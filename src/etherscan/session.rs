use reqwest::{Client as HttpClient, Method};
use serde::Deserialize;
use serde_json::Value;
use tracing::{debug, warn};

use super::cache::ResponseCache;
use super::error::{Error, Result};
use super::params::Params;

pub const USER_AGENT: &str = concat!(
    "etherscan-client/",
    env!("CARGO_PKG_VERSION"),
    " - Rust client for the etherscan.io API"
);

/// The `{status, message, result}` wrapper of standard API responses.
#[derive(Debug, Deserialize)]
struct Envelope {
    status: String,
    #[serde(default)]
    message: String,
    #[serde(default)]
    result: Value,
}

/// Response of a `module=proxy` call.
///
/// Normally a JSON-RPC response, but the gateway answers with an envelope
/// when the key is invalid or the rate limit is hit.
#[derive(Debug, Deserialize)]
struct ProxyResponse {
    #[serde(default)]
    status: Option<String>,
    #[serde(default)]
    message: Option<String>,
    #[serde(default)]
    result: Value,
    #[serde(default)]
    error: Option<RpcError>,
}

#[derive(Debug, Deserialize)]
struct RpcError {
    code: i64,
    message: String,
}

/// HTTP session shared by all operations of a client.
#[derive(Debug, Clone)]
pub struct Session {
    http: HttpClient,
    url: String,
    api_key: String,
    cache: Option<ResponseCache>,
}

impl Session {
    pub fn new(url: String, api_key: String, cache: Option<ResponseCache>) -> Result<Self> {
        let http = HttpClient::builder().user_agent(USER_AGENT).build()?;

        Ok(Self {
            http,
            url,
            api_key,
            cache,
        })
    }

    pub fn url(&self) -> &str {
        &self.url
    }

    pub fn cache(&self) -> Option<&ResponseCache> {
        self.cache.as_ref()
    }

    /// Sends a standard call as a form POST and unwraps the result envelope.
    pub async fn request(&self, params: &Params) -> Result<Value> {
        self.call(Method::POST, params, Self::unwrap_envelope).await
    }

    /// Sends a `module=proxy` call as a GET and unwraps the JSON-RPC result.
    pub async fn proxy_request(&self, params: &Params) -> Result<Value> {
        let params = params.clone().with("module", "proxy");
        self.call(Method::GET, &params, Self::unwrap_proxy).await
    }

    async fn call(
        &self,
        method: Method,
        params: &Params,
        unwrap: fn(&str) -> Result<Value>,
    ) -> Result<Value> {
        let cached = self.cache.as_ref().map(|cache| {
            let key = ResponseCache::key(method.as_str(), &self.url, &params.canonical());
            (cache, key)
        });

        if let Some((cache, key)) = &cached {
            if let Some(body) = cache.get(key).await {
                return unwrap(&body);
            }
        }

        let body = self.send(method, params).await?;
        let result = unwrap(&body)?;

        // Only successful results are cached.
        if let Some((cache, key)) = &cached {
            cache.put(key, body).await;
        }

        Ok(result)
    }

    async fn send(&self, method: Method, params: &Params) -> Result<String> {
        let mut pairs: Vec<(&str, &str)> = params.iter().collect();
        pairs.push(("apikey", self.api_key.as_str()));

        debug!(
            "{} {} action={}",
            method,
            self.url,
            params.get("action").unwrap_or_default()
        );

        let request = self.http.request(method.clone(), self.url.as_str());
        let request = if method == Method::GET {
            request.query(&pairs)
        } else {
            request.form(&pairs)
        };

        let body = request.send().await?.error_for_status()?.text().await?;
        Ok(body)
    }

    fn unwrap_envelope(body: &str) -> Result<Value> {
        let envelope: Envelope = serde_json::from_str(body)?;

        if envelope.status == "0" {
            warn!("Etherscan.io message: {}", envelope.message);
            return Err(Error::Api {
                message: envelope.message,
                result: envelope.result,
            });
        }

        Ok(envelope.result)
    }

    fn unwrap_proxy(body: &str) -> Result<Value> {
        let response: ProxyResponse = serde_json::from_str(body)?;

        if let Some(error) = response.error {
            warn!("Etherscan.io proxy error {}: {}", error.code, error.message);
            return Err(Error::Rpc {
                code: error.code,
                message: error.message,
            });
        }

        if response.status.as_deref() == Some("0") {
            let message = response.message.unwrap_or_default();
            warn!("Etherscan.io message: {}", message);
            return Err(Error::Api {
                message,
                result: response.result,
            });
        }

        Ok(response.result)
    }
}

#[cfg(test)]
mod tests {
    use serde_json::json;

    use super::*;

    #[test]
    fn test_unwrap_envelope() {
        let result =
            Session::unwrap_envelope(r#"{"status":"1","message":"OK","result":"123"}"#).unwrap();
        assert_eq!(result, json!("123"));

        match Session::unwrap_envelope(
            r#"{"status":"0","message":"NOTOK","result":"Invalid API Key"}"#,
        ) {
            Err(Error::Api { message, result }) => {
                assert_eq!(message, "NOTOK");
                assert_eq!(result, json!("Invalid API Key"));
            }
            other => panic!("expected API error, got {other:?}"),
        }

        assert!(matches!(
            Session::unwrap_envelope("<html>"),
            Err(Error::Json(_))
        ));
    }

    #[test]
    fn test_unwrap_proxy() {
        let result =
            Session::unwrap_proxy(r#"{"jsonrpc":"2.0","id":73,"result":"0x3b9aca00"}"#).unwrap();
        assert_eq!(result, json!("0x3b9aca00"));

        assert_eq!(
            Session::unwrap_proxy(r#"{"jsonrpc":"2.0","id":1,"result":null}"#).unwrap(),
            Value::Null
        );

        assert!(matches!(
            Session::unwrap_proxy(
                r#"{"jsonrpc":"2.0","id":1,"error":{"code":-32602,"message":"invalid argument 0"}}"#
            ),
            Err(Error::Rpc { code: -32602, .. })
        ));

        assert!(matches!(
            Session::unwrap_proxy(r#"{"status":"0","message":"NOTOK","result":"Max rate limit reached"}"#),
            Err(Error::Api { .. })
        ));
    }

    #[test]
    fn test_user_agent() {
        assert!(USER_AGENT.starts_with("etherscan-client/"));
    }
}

_ _ _ _ _ _ _

■ What to produce: Wherever the string "ResponseCache" appears in the entries, copy that line.

■ Written reply:
use super::cache::ResponseCache;
    cache: Option<ResponseCache>,
    pub fn new(url: String, api_key: String, cache: Option<ResponseCache>) -> Result<Self> {
    pub fn cache(&self) -> Option<&ResponseCache> {
            let key = ResponseCache::key(method.as_str(), &self.url, &params.canonical());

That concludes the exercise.